▶ [PROBLEM DETAILS] Stopping right after the line with "pub fn weighted_efficiency_percent(&self)", please reproduce the material below exactly from its first line.

——

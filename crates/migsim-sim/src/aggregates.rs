use std::collections::BTreeMap;

use migsim_core::Tier;

use crate::worker::Worker;

/// Per-tier rollup of worker-level analyzer results. Keyed by `Tier::config_tier()`,
/// so a `Universal` ("simple") worker's numbers land in the `Small` bucket.
#[derive(Debug, Clone, Copy, Default, PartialEq)]
pub struct TierAggregate {
    pub total_workers: u64,
    /// Workers with >= 2 threads, i.e. eligible for straggler analysis.
    pub analyzable_workers: u64,
    pub straggler_workers: u64,
    pub workers_with_idle_threads: u64,
    pub workers_with_both: u64,
}

impl TierAggregate {
    /// `straggler_workers / analyzable_workers * 100`, 0 when nothing was analyzable.
    pub fn straggler_percent(&self) -> f64 {
        if self.analyzable_workers > 0 {
            self.straggler_workers as f64 / self.analyzable_workers as f64 * 100.0
        } else {
            0.0
        }
    }
}

/// Rollup across an entire completed simulation: per-tier breakdowns plus
/// the totals (data size, CPU time) that drive the summary report's
/// weighted efficiency figure.
#[derive(Debug, Clone, Default)]
pub struct SimulationAggregates {
    pub by_tier: BTreeMap<Tier, TierAggregate>,
    pub total_workers: u64,
    pub total_data_size_bytes: i64,
    pub total_used_cpu_time: f64,
    pub total_active_cpu_time: f64,
}

impl SimulationAggregates {
    /// Weighted average efficiency: `Σactive_cpu / Σused_cpu * 100`, *not* the
    /// arithmetic mean of each worker's own percentage.
    pub fn weighted_efficiency_percent(&self) -> f64 {
        if self.total_used_cpu_time > 0.0 {
            self.total_active_cpu_time / self.total_used_cpu_time * 100.0
        } else {
            0.0
        }
    }

    pub fn tier(&self, tier: Tier) -> TierAggregate {
        self.by_tier.get(&tier.config_tier()).copied().unwrap_or_default()
    }
}

/// Compute the simulation-wide aggregates from a completed worker list.
/// Workers are expected to have already run through `Worker::identify_stragglers`.
pub fn aggregate(workers: &[Worker]) -> SimulationAggregates {
    let mut result = SimulationAggregates::default();
    for tier in Tier::scheduled_tiers() {
        result.by_tier.insert(tier, TierAggregate::default());
    }

    for worker in workers {
        let bucket = result.by_tier.entry(worker.tier.config_tier()).or_default();
        bucket.total_workers += 1;
        result.total_workers += 1;

        let analyzable = worker.threads.len() >= 2;
        if analyzable {
            bucket.analyzable_workers += 1;
        }
        let has_idle = worker.idle_thread_count() > 0;
        if has_idle {
            bucket.workers_with_idle_threads += 1;
        }
        if worker.is_straggler {
            bucket.straggler_workers += 1;
        }
        if worker.is_straggler && has_idle {
            bucket.workers_with_both += 1;
        }

        result.total_data_size_bytes += worker.total_sstable_size();
        let cpu = worker.cpu_efficiency();
        result.total_used_cpu_time += cpu.total_used_cpu_time;
        result.total_active_cpu_time += cpu.total_active_cpu_time;
    }

    result
}

#[cfg(test)]
mod tests {
    use super::*;
    use migsim_core::WorkItem;
    use std::path::PathBuf;

    fn subset(tier: Tier, subset_id: &str, items: Vec<WorkItem>) -> migsim_core::Subset {
        let data_size = items.iter().map(|i| i.size).sum();
        migsim_core::Subset {
            migration_id: "mig1".into(),
            label: "lbl".into(),
            subset_id: subset_id.into(),
            tier,
            num_sstables: items.len() as u64,
            data_size,
            path: PathBuf::new(),
            items,
        }
    }

    #[test]
    fn idle_thread_worker_counts_as_idle_not_straggler() {
        let s = subset(Tier::Small, "1", vec![WorkItem::new("a", 5), WorkItem::new("b", 5)]);
        let mut worker = Worker::new(s, Tier::Small, 4, 0.0).unwrap();
        worker.identify_stragglers(20.0);
        let agg = aggregate(&[worker]);
        let small = agg.tier(Tier::Small);
        assert_eq!(small.total_workers, 1);
        assert_eq!(small.workers_with_idle_threads, 1);
        assert_eq!(small.straggler_workers, 0);
    }

    #[test]
    fn universal_worker_aggregates_into_small_bucket() {
        let s = subset(Tier::Universal, "1", vec![WorkItem::new("a", 10)]);
        let worker = Worker::new(s, Tier::Universal, 1, 0.0).unwrap();
        let agg = aggregate(&[worker]);
        assert_eq!(agg.tier(Tier::Small).total_workers, 1);
        assert_eq!(agg.tier(Tier::Universal).total_workers, 1);
    }

    #[test]
    fn weighted_efficiency_matches_cpu_time_ratio() {
        let s1 = subset(Tier::Small, "1", vec![WorkItem::new("a", 10)]);
        let w1 = Worker::new(s1, Tier::Small, 2, 0.0).unwrap();
        let s2 = subset(Tier::Small, "2", vec![WorkItem::new("a", 5), WorkItem::new("b", 5)]);
        let w2 = Worker::new(s2, Tier::Small, 2, 0.0).unwrap();
        let agg = aggregate(&[w1, w2]);
        // w1: used=20, active=10; w2: used=10, active=10 -> total used=30, active=20
        assert_eq!(agg.total_used_cpu_time, 30.0);
        assert_eq!(agg.total_active_cpu_time, 20.0);
        assert!((agg.weighted_efficiency_percent() - (20.0 / 30.0 * 100.0)).abs() < 1e-9);
    }
}
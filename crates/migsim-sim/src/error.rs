use thiserror::Error;

#[derive(Error, Debug)]
pub enum Error {
    #[error("invalid worker ID format: {0:?}, expected a non-negative integer subset ID")]
    InvalidWorkerId(String),

    #[error("simulation error: {0}")]
    Simulation(String),

    #[error(transparent)]
    Core(#[from] migsim_core::Error),

    #[error(transparent)]
    Other(#[from] anyhow::Error),
}

pub type Result<T> = std::result::Result<T, Error>;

——

▶ [OUTPUT FOR THIS EXERCISE]
filename crates/migsim-sim/src/aggregates.rs
use std::collections::BTreeMap;

use migsim_core::Tier;

use crate::worker::Worker;

/// Per-tier rollup of worker-level analyzer results. Keyed by `Tier::config_tier()`,
/// so a `Universal` ("simple") worker's numbers land in the `Small` bucket.
#[derive(Debug, Clone, Copy, Default, PartialEq)]
pub struct TierAggregate {
    pub total_workers: u64,
    /// Workers with >= 2 threads, i.e. eligible for straggler analysis.
    pub analyzable_workers: u64,
    pub straggler_workers: u64,
    pub workers_with_idle_threads: u64,
    pub workers_with_both: u64,
}

impl TierAggregate {
    /// `straggler_workers / analyzable_workers * 100`, 0 when nothing was analyzable.
    pub fn straggler_percent(&self) -> f64 {
        if self.analyzable_workers > 0 {
            self.straggler_workers as f64 / self.analyzable_workers as f64 * 100.0
        } else {
            0.0
        }
    }
}

/// Rollup across an entire completed simulation: per-tier breakdowns plus
/// the totals (data size, CPU time) that drive the summary report's
/// weighted efficiency figure.
#[derive(Debug, Clone, Default)]
pub struct SimulationAggregates {
    pub by_tier: BTreeMap<Tier, TierAggregate>,
    pub total_workers: u64,
    pub total_data_size_bytes: i64,
    pub total_used_cpu_time: f64,
    pub total_active_cpu_time: f64,
}

impl SimulationAggregates {
    /// Weighted average efficiency: `Σactive_cpu / Σused_cpu * 100`, *not* the
    /// arithmetic mean of each worker's own percentage.
    pub fn weighted_efficiency_percent(&self) -> f64 {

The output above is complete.